Media Release: 28 July 2009
When the body's immune response is too robust, it does not stop at attacking invading microbes such as bacteria and viruses. It goes on to attack itself, leading to autoimmune diseases such as rheumatoid arthritis and lupus.
Australian scientists believe they may have identified a master regulator that tips our bodies into autoimmunity when our immune systems overreact, and into immunodeficiency when they underreact.
Understanding the mechanisms involved is a promising step in the development of drugs to dampen a range of autoimmune diseases, which affect about 3% of the population.
Dr Di Yu and Professor Charles Mackay from Sydney's Garvan Institute of Medical Research, in collaboration with Dr Carola Vinuesa from Canberra's John Curtin School of Medical Research, have demonstrated in mice that the gene transcription factor BCL6 determines the body's immune response. Their findings are now published online in the international journal Immunity.
The body's B cells make high quality antibodies by mutating in microenvironments known as 'germinal centres' until they produce an antibody that matches an invader, much like a key fits a lock.
But B cells do not act alone. They need the help of another kind of immune cells, T follicular helper (Tfh) cells, which essentially tell them, through chemical signals, whether or not they are heading in the right direction, making the right kind of key to fit the lock.
Postdoctoral researcher Di Yu, who has spent the last few years studying Tfh cells, published two Nature papers (2005 and 2007) that showed their hyperactivation can induce autoimmunity.
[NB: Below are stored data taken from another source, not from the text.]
//! Transaction classifier
//!
//! Turns one protocol-relevant transaction into the records it contributes to
//! the name history. Pure: the transaction is never mutated and no store is
//! consulted.

use crate::data_source::{Locator, Transaction};
use crate::indexer::record::{ActionKind, ActionRecord, MetaRecord, OutputRecord, Record};

/// Records extracted from a single transaction, in discovery order
#[derive(Debug, Clone, Default, PartialEq)]
pub struct Classification {
    pub records: Vec<Record>,
    /// Meta outputs carrying neither a name nor an action
    pub malformed: usize,
}

/// Classify a transaction found in the block at `height`
///
/// Outputs come first in index order, then meta outputs in their listed order.
pub fn classify(tx: &Transaction, height: u64) -> Classification {
    let mut classification = Classification::default();

    for (output_index, output) in tx.vout.iter().enumerate() {
        let Some(name) = &output.name else {
            continue;
        };

        let locator = Locator::new(&tx.txid, output_index as u32);
        tracing::debug!("Found '{}' in {}", name, locator);

        classification.records.push(Record::Output(OutputRecord {
            name: name.clone(),
            locator,
            covenant: output.covenant.clone(),
            value: output.value,
            height,
        }));
    }

    for meta in &tx.vmetaout {
        if let Some(name) = &meta.name {
            tracing::debug!("Found meta output for '{}' in {}", name, tx.txid);
            classification.records.push(Record::Meta(MetaRecord {
                name: name.clone(),
                txid: tx.txid.clone(),
                covenant: meta.covenant.clone(),
                height,
            }));
            continue;
        }

        // A revoke hits an existing space, a reject refuses the transaction
        // (e.g. opening a name that already exists)
        if let (Some(action), Some(target)) = (&meta.action, &meta.target) {
            tracing::debug!("Found '{}' action for '{}' in {}", action, target.name, tx.txid);
            classification.records.push(Record::Action(ActionRecord {
                action: ActionKind::from(action.clone()),
                target: target.name.clone(),
                txid: tx.txid.clone(),
                reason: meta.reason.clone(),
                height,
            }));
            continue;
        }

        tracing::error!("Unknown meta output type in {}: {:?}", tx.txid, meta);
        classification.malformed += 1;
    }

    classification
}

#[cfg(test)]
mod tests {
    use super::*;
    use crate::data_source::{ActionTarget, Covenant, MetaOutput, TxOutput};

    fn named_output(name: &str, covenant: Option<Covenant>) -> TxOutput {
        TxOutput {
            name: Some(name.to_string()),
            covenant,
            ..TxOutput::default()
        }
    }

    #[test]
    fn test_locator_is_txid_and_output_index() {
        let tx = Transaction {
            txid: "abcd".to_string(),
            vout: vec![
                TxOutput::default(),
                named_output("@alice", None),
                TxOutput::default(),
                named_output("@bob", Some(Covenant::transfer())),
            ],
            vmetaout: vec![],
        };

        let classification = classify(&tx, 10);
        let locators: Vec<String> = classification
            .records
            .iter()
            .map(|r| match r {
                Record::Output(o) => o.locator.to_string(),
                other => panic!("unexpected record {:?}", other),
            })
            .collect();
        assert_eq!(locators, vec!["abcd:1", "abcd:3"]);
    }

    #[test]
    fn test_outputs_without_name_are_ignored() {
        let tx = Transaction {
            txid: "abcd".to_string(),
            vout: vec![TxOutput {
                covenant: Some(Covenant::transfer()),
                ..TxOutput::default()
            }],
            vmetaout: vec![],
        };

        assert!(classify(&tx, 1).records.is_empty());
    }

    #[test]
    fn test_meta_outputs() {
        let tx = Transaction {
            txid: "ee".to_string(),
            vout: vec![],
            vmetaout: vec![
                MetaOutput {
                    name: Some("@alice".to_string()),
                    ..MetaOutput::default()
                },
                MetaOutput {
                    action: Some("revoke".to_string()),
                    target: Some(ActionTarget {
                        name: "@bob".to_string(),
                    }),
                    ..MetaOutput::default()
                },
            ],
        };

        let classification = classify(&tx, 4);
        assert_eq!(classification.malformed, 0);
        assert!(matches!(&classification.records[0], Record::Meta(m) if m.name == "@alice"));
        assert!(matches!(
            &classification.records[1],
            Record::Action(a) if a.target == "@bob" && a.action == ActionKind::Revoke
        ));
    }

    #[test]
    fn test_malformed_meta_output_is_skipped() {
        let tx = Transaction {
            txid: "ee".to_string(),
            vout: vec![],
            vmetaout: vec![
                MetaOutput::default(),
                MetaOutput {
                    action: Some("revoke".to_string()),
                    ..MetaOutput::default()
                },
                MetaOutput {
                    name: Some("@alice".to_string()),
                    ..MetaOutput::default()
                },
            ],
        };

        let classification = classify(&tx, 4);
        assert_eq!(classification.malformed, 2);
        assert_eq!(classification.records.len(), 1);
        assert_eq!(classification.records[0].name(), "@alice");
    }

    #[test]
    fn test_classification_is_repeatable() {
        let tx = Transaction {
            txid: "abcd".to_string(),
            vout: vec![named_output("@alice", Some(Covenant::bid(1, Some(2))))],
            vmetaout: vec![MetaOutput::default()],
        };
        let before = tx.clone();

        assert_eq!(classify(&tx, 5), classify(&tx, 5));
        assert_eq!(tx, before);
    }
}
"We've shown in this study that without BCL6, which modulates the expression of a whole suite of genes, you can't generate Tfh cells," he said
"Of course, without Tfh cells, B cells can't do their job properly, so can't produce memory cells that protect you against future infections."
"We already know that people who can't produce Tfh cells develop immunodeficiency such as Common Variable Immunodeficiency (CVID). Without Tfh cells, those patients can't produce high affinity antibody-secreting B cells. As a result, they suffer recurrent infections."
"When I was doing my PhD in Canberra, I was working with mice with too many Tfh cells. These mice generated lots of antibodies, but because there were too many T helper cells, any kind of B cell mutation got help, including destructive mutations."
"That resulted in antibodies being produced against the body's own tissue, otherwise known as self-reactive antibodies, or autoantibodies."
"I suspect that the same will apply in humans as in mice, so I am currently collaborating with people working on rheumatoid arthritis and lupus. It will be interesting to see whether the patients with these autoimmune diseases have an aberrant Tfh function."
"If the Tfh cells are hyperactive in humans with autoimmune diseases, it ought to be possible to develop drugs to dampen their activity."
"You would do this by stemming the migration of Tfh cells to germinal centres, by targeting soluble chemical 'factors' or cell surface receptors."
"Scientists have known of the existence of the body's T cells and their various subsets (killer T cells and helper T cells) for over 50 years. This is a major breakthrough that pinpoints the way T cells differentiate into follicular helper T cells."
"We know that these cells can trigger autoimmune diseases, and believe this finding may be instrumental in harnessing them."